[Start of Attachment]

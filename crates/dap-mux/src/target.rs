//! The tree of debuggable targets discovered in one debugging run.

use dap_mux_core::error::{MuxError, Result};
use dap_mux_core::id::TargetId;
use dashmap::DashMap;
use parking_lot::Mutex;
use serde::{Deserialize, Serialize};
use std::sync::{Arc, Weak};
use tracing::debug;

/// What a target is, as reported by the runtime.
#[derive(Debug, Clone, Copy, PartialEq, Eq, Hash, Serialize, Deserialize)]
#[serde(rename_all = "camelCase")]
pub enum TargetKind {
    Page,
    Iframe,
    Worker,
    SharedWorker,
    ServiceWorker,
    Node,
    ChildProcess,
    ExtensionHost,
    Other,
}

impl TargetKind {
    /// Targets running a Node-flavoured runtime with builtin modules.
    pub fn is_node_like(self) -> bool {
        matches!(self, Self::Node | Self::ChildProcess | Self::ExtensionHost)
    }
}

/// One debuggable entity.
///
/// Children are owned by their parent; the parent link is weak.
#[derive(Debug)]
pub struct Target {
    id: TargetId,
    name: String,
    kind: TargetKind,
    parent: Option<Weak<Target>>,
    children: Mutex<Vec<Arc<Target>>>,
}

impl Target {
    pub fn id(&self) -> &TargetId {
        &self.id
    }

    pub fn name(&self) -> &str {
        &self.name
    }

    pub fn kind(&self) -> TargetKind {
        self.kind
    }

    pub fn parent(&self) -> Option<Arc<Target>> {
        self.parent.as_ref().and_then(Weak::upgrade)
    }

    pub fn is_root(&self) -> bool {
        self.parent.is_none()
    }

    pub fn children(&self) -> Vec<Arc<Target>> {
        self.children.lock().clone()
    }

    /// Walk up to the root of this target's tree.
    pub fn root(self: &Arc<Self>) -> Arc<Target> {
        let mut current = self.clone();
        while let Some(parent) = current.parent() {
            current = parent;
        }
        current
    }

    fn detach_child(&self, id: &TargetId) {
        self.children.lock().retain(|child| child.id() != id);
    }
}

/// Index of all live targets.
#[derive(Debug, Default)]
pub struct TargetTree {
    targets: DashMap<TargetId, Arc<Target>>,
}

impl TargetTree {
    pub fn new() -> Self {
        Self::default()
    }

    /// Register a target. `parent` must already be registered.
    pub fn add(
        &self,
        id: TargetId,
        name: impl Into<String>,
        kind: TargetKind,
        parent: Option<&TargetId>,
    ) -> Result<Arc<Target>> {
        if self.targets.contains_key(&id) {
            return Err(MuxError::DuplicateTarget(id));
        }

        let parent = match parent {
            Some(parent_id) => Some(
                self.get(parent_id)
                    .ok_or_else(|| MuxError::UnknownTarget(parent_id.clone()))?,
            ),
            None => None,
        };

        let target = Arc::new(Target {
            id: id.clone(),
            name: name.into(),
            kind,
            parent: parent.as_ref().map(Arc::downgrade),
            children: Mutex::new(Vec::new()),
        });

        if let Some(parent) = &parent {
            parent.children.lock().push(target.clone());
        }

        debug!(target_id = %id, ?kind, parent = ?parent.as_ref().map(|p| p.id().clone()), "Target added");
        self.targets.insert(id, target.clone());
        Ok(target)
    }

    pub fn get(&self, id: &TargetId) -> Option<Arc<Target>> {
        self.targets.get(id).map(|entry| entry.value().clone())
    }

    pub fn contains(&self, id: &TargetId) -> bool {
        self.targets.contains_key(id)
    }

    pub fn len(&self) -> usize {
        self.targets.len()
    }

    pub fn is_empty(&self) -> bool {
        self.targets.is_empty()
    }

    pub fn root_of(&self, id: &TargetId) -> Option<Arc<Target>> {
        self.get(id).map(|target| target.root())
    }

    /// Remove a target and its whole subtree.
    ///
    /// Returns the removed targets, descendants before ancestors.
    pub fn remove(&self, id: &TargetId) -> Vec<Arc<Target>> {
        let Some(target) = self.get(id) else {
            return Vec::new();
        };

        if let Some(parent) = target.parent() {
            parent.detach_child(id);
        }

        let mut removed = Vec::new();
        self.remove_subtree(target, &mut removed);
        debug!(target_id = %id, removed = removed.len(), "Target subtree removed");
        removed
    }

    fn remove_subtree(&self, target: Arc<Target>, removed: &mut Vec<Arc<Target>>) {
        let children = std::mem::take(&mut *target.children.lock());
        for child in children {
            self.remove_subtree(child, removed);
        }
        self.targets.remove(target.id());
        removed.push(target);
    }
}
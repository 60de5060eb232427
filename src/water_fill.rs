/// Absolute tolerance of the bisection in [`fill_water`].
pub const TOLERANCE: f64 = 1e-8;

/// Volume of water held below `ceiling` by a terrain of the given heights.
#[inline(always)]
pub fn volume(level: &[f64], ceiling: f64) -> f64 {
    level.iter().filter(|&&l| l < ceiling).map(|&l| ceiling - l).sum()
}

/// Pours `water` onto a terrain with heights `level` and returns the resulting water surface,
/// i.e. the smallest `c` in `[0, water]` with `sum(max(c - level[j], 0)) == water`.
///
/// The search is a bisection on `[0, water]` up to [`TOLERANCE`]. If even a surface at `water`
/// cannot hold all of it (in particular if `level` is empty), the result is `water`.
pub fn fill_water(level: &[f64], water: f64) -> f64 {
    let mut l = 0.0;
    let mut r = water;
    while r - l > TOLERANCE {
        let mid = (l + r) / 2.0;
        if volume(level, mid) >= water {
            r = mid;
        } else {
            l = mid;
        }
    }
    (l + r) / 2.0
}

#[cfg(test)]
mod tests {
    use super::*;

    #[test]
    fn flat_terrain_splits_evenly() {
        let c = fill_water(&[0.0, 0.0, 0.0, 0.0], 1.0);
        assert!((c - 0.25).abs() < TOLERANCE);
    }

    #[test]
    fn single_basin_fills_to_water() {
        let c = fill_water(&[0.0], 1.0);
        assert!((c - 1.0).abs() < TOLERANCE);
    }

    #[test]
    fn uneven_terrain_fills_low_basins_first() {
        // 0.1 and 0.3 are flooded to 0.7, 0.9 stays dry
        let level = [0.1, 0.9, 0.3];
        let c = fill_water(&level, 1.0);
        assert!((c - 0.7).abs() < 1e-7);
        assert!((volume(&level, c) - 1.0).abs() < level.len() as f64 * TOLERANCE);
    }

    #[test]
    fn empty_terrain_saturates() {
        let c = fill_water(&[], 1.0);
        assert!((c - 1.0).abs() < TOLERANCE);
    }

    #[test]
    fn surface_is_capped_at_water() {
        let c = fill_water(&[0.95, 1.0], 1.0);
        assert!(c <= 1.0);
        assert!(volume(&[0.95, 1.0], c) < 1.0);
    }
}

[End of Attachment]

• _AIM OF THE EXERCISE_
Make an exact transcription of all the records.

• _ANSWER BOX_
filename crates/dap-mux/src/target.rs
//! The tree of debuggable targets discovered in one debugging run.

use dap_mux_core::error::{MuxError, Result};
use dap_mux_core::id::TargetId;
use dashmap::DashMap;
use parking_lot::Mutex;
use serde::{Deserialize, Serialize};
use std::sync::{Arc, Weak};
use tracing::debug;

/// What a target is, as reported by the runtime.
#[derive(Debug, Clone, Copy, PartialEq, Eq, Hash, Serialize, Deserialize)]
#[serde(rename_all = "camelCase")]
pub enum TargetKind {
    Page,
    Iframe,
    Worker,
    SharedWorker,
    ServiceWorker,
    Node,
    ChildProcess,
    ExtensionHost,
    Other,
}

impl TargetKind {
    /// Targets running a Node-flavoured runtime with builtin modules.
    pub fn is_node_like(self) -> bool {
        matches!(self, Self::Node | Self::ChildProcess | Self::ExtensionHost)
    }
}

/// One debuggable entity.
///
/// Children are owned by their parent; the parent link is weak.
#[derive(Debug)]
pub struct Target {
    id: TargetId,
    name: String,
    kind: TargetKind,
    parent: Option<Weak<Target>>,
    children: Mutex<Vec<Arc<Target>>>,
}

impl Target {
    pub fn id(&self) -> &TargetId {
        &self.id
    }

    pub fn name(&self) -> &str {
        &self.name
    }

    pub fn kind(&self) -> TargetKind {
        self.kind
    }

    pub fn parent(&self) -> Option<Arc<Target>> {
        self.parent.as_ref().and_then(Weak::upgrade)
    }

    pub fn is_root(&self) -> bool {
        self.parent.is_none()
    }

    pub fn children(&self) -> Vec<Arc<Target>> {
        self.children.lock().clone()
    }

    /// Walk up to the root of this target's tree.
    pub fn root(self: &Arc<Self>) -> Arc<Target> {
        let mut current = self.clone();
        while let Some(parent) = current.parent() {
            current = parent;
        }
        current
    }

    fn detach_child(&self, id: &TargetId) {
        self.children.lock().retain(|child| child.id() != id);
    }
}

/// Index of all live targets.
#[derive(Debug, Default)]
pub struct TargetTree {
    targets: DashMap<TargetId, Arc<Target>>,
}

impl TargetTree {
    pub fn new() -> Self {
        Self::default()
    }

    /// Register a target. `parent` must already be registered.
    pub fn add(
        &self,
        id: TargetId,
        name: impl Into<String>,
        kind: TargetKind,
        parent: Option<&TargetId>,
    ) -> Result<Arc<Target>> {
        if self.targets.contains_key(&id) {
            return Err(MuxError::DuplicateTarget(id));
        }

        let parent = match parent {
            Some(parent_id) => Some(
                self.get(parent_id)
                    .ok_or_else(|| MuxError::UnknownTarget(parent_id.clone()))?,
            ),
            None => None,
        };

        let target = Arc::new(Target {
            id: id.clone(),
            name: name.into(),
            kind,
            parent: parent.as_ref().map(Arc::downgrade),
            children: Mutex::new(Vec::new()),
        });

        if let Some(parent) = &parent {
            parent.children.lock().push(target.clone());
        }

        debug!(target_id = %id, ?kind, parent = ?parent.as_ref().map(|p| p.id().clone()), "Target added");
        self.targets.insert(id, target.clone());
        Ok(target)
    }

    pub fn get(&self, id: &TargetId) -> Option<Arc<Target>> {
        self.targets.get(id).map(|entry| entry.value().clone())
    }

    pub fn contains(&self, id: &TargetId) -> bool {
        self.targets.contains_key(id)
    }

    pub fn len(&self) -> usize {
        self.targets.len()
    }

    pub fn is_empty(&self) -> bool {
        self.targets.is_empty()
    }

    pub fn root_of(&self, id: &TargetId) -> Option<Arc<Target>> {
        self.get(id).map(|target| target.root())
    }

    /// Remove a target and its whole subtree.
    ///
    /// Returns the removed targets, descendants before ancestors.
    pub fn remove(&self, id: &TargetId) -> Vec<Arc<Target>> {
        let Some(target) = self.get(id) else {
            return Vec::new();
        };

        if let Some(parent) = target.parent() {
            parent.detach_child(id);
        }

        let mut removed = Vec::new();
        self.remove_subtree(target, &mut removed);
        debug!(target_id = %id, removed = removed.len(), "Target subtree removed");
        removed
    }

    fn remove_subtree(&self, target: Arc<Target>, removed: &mut Vec<Arc<Target>>) {
        let children = std::mem::take(&mut *target.children.lock());
        for child in children {
            self.remove_subtree(child, removed);
        }
        self.targets.remove(target.id());
        removed.push(target);
    }
}
repository 60de5060eb232427
filename src/water_fill.rs
/// Absolute tolerance of the bisection in [`fill_water`].
pub const TOLERANCE: f64 = 1e-8;

/// Volume of water held below `ceiling` by a terrain of the given heights.
#[inline(always)]
pub fn volume(level: &[f64], ceiling: f64) -> f64 {
    level.iter().filter(|&&l| l < ceiling).map(|&l| ceiling - l).sum()
}

/// Pours `water` onto a terrain with heights `level` and returns the resulting water surface,
/// i.e. the smallest `c` in `[0, water]` with `sum(max(c - level[j], 0)) == water`.
///
/// The search is a bisection on `[0, water]` up to [`TOLERANCE`]. If even a surface at `water`
/// cannot hold all of it (in particular if `level` is empty), the result is `water`.
pub fn fill_water(level: &[f64], water: f64) -> f64 {
    let mut l = 0.0;
    let mut r = water;
    while r - l > TOLERANCE {
        let mid = (l + r) / 2.0;
        if volume(level, mid) >= water {
            r = mid;
        } else {
            l = mid;
        }
    }
    (l + r) / 2.0
}

#[cfg(test)]
mod tests {
    use super::*;

    #[test]
    fn flat_terrain_splits_evenly() {
        let c = fill_water(&[0.0, 0.0, 0.0, 0.0], 1.0);
        assert!((c - 0.25).abs() < TOLERANCE);
    }

    #[test]
    fn single_basin_fills_to_water() {
        let c = fill_water(&[0.0], 1.0);
        assert!((c - 1.0).abs() < TOLERANCE);
    }

    #[test]
    fn uneven_terrain_fills_low_basins_first() {
        // 0.1 and 0.3 are flooded to 0.7, 0.9 stays dry
        let level = [0.1, 0.9, 0.3];
        let c = fill_water(&level, 1.0);
        assert!((c - 0.7).abs() < 1e-7);
        assert!((volume(&level, c) - 1.0).abs() < level.len() as f64 * TOLERANCE);
    }

    #[test]
    fn empty_terrain_saturates() {
        let c = fill_water(&[], 1.0);
        assert!((c - 1.0).abs() < TOLERANCE);
    }

    #[test]
    fn surface_is_capped_at_water() {
        let c = fill_water(&[0.95, 1.0], 1.0);
        assert!(c <= 1.0);
        assert!(volume(&[0.95, 1.0], c) < 1.0);
    }
}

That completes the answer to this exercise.